Like Carl Weathers, Al Silvani never boxed. However, he came from a boxing family (his brother Joe’s first documented bout was against future light heavyweight champion Maxie Rosenbloom) and he learned the ropes at New York’s fabled Stillman’s Gym at the knee of such legendary trainers as Ray Arcel and Whitey Bimstein. Before he found his way to Hollywood, Silvani worked the corner of such notables as Henry Armstrong, Lou Ambers, and Rocky Graziano. After moving west, where he succeeded Mushy Callahan as Hollywood’s most in-demand technical advisor for boxing-themed movies, Silvani kept his hands in the fight game. He was in the corner of Nino Benvenuti when Benvenuti regained the world middleweight title from Emile Griffith in 1968 and later worked with Alexis Arguello and Mustafa Hamsho, among others.
Silvani’s introduction to Hollywood came via Frank Sinatra. They met in 1942 when Silvani was training Tami Mauriello and they became lifelong friends.
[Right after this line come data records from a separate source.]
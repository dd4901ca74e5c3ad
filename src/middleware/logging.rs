//! Logging middleware
//!
//! Stamps every request with an `X-Request-Id` header and records method,
//! path, status and latency once the outcome is known.

use async_trait::async_trait;
use reqwest::header::{HeaderName, HeaderValue};
use tracing::debug;
use crate::services::api::{ApiRequest, ApiResponse};
use crate::utils::errors::{PortalError, Result};
use crate::utils::logging::log_api_call;
use super::{RequestStage, ResponseStage};

pub const REQUEST_ID_HEADER: &str = "x-request-id";

/// Request-id and call logging stage
#[derive(Clone, Default)]
pub struct RequestLogging;

impl RequestLogging {
    pub fn new() -> Self {
        Self
    }
}

impl RequestStage for RequestLogging {
    fn on_request(&self, mut request: ApiRequest) -> Result<ApiRequest> {
        let value = HeaderValue::from_str(&request.id.to_string())
            .map_err(|e| PortalError::InvalidInput(format!("request id: {}", e)))?;
        request
            .headers
            .insert(HeaderName::from_static(REQUEST_ID_HEADER), value);
        debug!(request_id = %request.id, method = %request.method, path = %request.path, "Request prepared");
        Ok(request)
    }
}

#[async_trait]
impl ResponseStage for RequestLogging {
    async fn on_response(&self, request: &ApiRequest, outcome: Result<ApiResponse>) -> Result<ApiResponse> {
        let status = match &outcome {
            Ok(response) => Some(response.status),
            Err(err) => err.status(),
        };
        let duration_ms = request.elapsed().as_millis() as u64;
        log_api_call(request.method.as_str(), &request.path, status, duration_ms);
        outcome
    }
}
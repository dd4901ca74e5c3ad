//! Session-expiry middleware
//!
//! Central 401 recovery: wipe the session, tell the user, send them to login.
//! The failing call still fails; this stage never retries or swallows it.

use std::sync::Arc;
use async_trait::async_trait;
use tracing::{debug, warn};
use crate::services::api::{ApiRequest, ApiResponse};
use crate::services::navigation::Navigator;
use crate::services::notification::{Notification, Notifier, SESSION_EXPIRED_MESSAGE};
use crate::state::SessionManager;
use crate::utils::errors::Result;
use super::ResponseStage;

/// UI side effects available in an interactive runtime
#[derive(Clone)]
pub struct InteractiveHooks {
    pub notifier: Arc<dyn Notifier>,
    pub navigator: Arc<dyn Navigator>,
    pub login_path: String,
}

/// 401 recovery stage
#[derive(Clone)]
pub struct SessionExpiry {
    session: Arc<SessionManager>,
    hooks: Option<InteractiveHooks>,
}

impl SessionExpiry {
    /// Recovery with storage, notification and navigation side effects
    pub fn interactive(session: Arc<SessionManager>, hooks: InteractiveHooks) -> Self {
        Self {
            session,
            hooks: Some(hooks),
        }
    }

    /// Pass-through variant for runtimes without storage or navigation
    pub fn headless(session: Arc<SessionManager>) -> Self {
        Self { session, hooks: None }
    }
}

#[async_trait]
impl ResponseStage for SessionExpiry {
    async fn on_response(&self, request: &ApiRequest, outcome: Result<ApiResponse>) -> Result<ApiResponse> {
        let err = match outcome {
            Err(err) if err.is_unauthorized() => err,
            other => return other,
        };

        let Some(hooks) = &self.hooks else {
            debug!(path = %request.path, "401 in headless runtime, leaving session untouched");
            return Err(err);
        };

        if self.session.expire(request.epoch).await {
            warn!(path = %request.path, epoch = request.epoch, "Credential rejected, session expired");
            hooks.notifier.notify(Notification::warning(SESSION_EXPIRED_MESSAGE));
            hooks.navigator.navigate(&hooks.login_path);
        } else {
            debug!(path = %request.path, epoch = request.epoch, "401 for an already-expired session");
        }

        Err(err)
    }
}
Sinatra sang the National Anthem before Mauriello’s 1942 fight with Lou Nova at Madison Square Garden and the singer later purchased a little piece of the Bronx Barkeep who fought Joe Louis for the world heavyweight title in 1946. (The Brown Bomber knocked him out in the opening round.)

Sinatra, Silvani, and Mauriello
Besides Stallone and Weathers, Silvani, who passed away in 1996 at age eighty-five, choreographed fight scenes for Paul Newman (“Somebody Up There Likes Me,” the Graziano biopic), and Barbra Streisand (“The Main Event’) to name just two. He spent months with Robert De Niro at New York City’s Gramercy Gym preparing the actor to play Jake LaMotta in “Raging Bull.”
The fight scene in “Rocky II” reportedly took three weeks to shoot. The scene, said Sylvester Stallone while on tour to promote the movie, “is four times as long and has eight times as many punches as the first one. A lot of those shots aren’t fake. It’s as hard to learn not to hit someone as to hit them.”
The original “Rocky” won three Academy Awards including Best Picture. It was a tough act to follow, but the critics, while conceding that the script was hackneyed, were in general accord that “II” was just as entertaining and as uplifting as its low-budget 1976 predecessor, an instant classic. Muhammad Ali, who had fallen asleep during a private showing of the critically acclaimed “Fat City,” thoroughly enjoyed it
Ali was then living in Los Angeles and was (temporarily) retired. The previous year he had defeated Leon Spinks in their rematch to become boxing’s first three-time world heavyweight champion. Accompanying Ali and his entourage at the special screening of “Rocky II” was the late, great Chicago Sun-Times film critic Roger Ebert.
“A great movie,” Ebert quoted Ali as saying. “It had all the ingredients. Love, violence, emotion. The excitement never dulled. Perfect acting.”
Carl Weathers didn’t write the dialogue that he mouthed in the “Rocky” movies, but it would have been hard for anyone else to portray a fictionized version of Ali and get a “two thumbs up” from none other than The Greatest himself.
“He was magic, and I was fortunate to be part of his life,” said Sylvester Stallone who shed tears upon learning that Weathers had passed away.
The actor died peacefully at his home according to a spokesman for the family. May he rest in peace.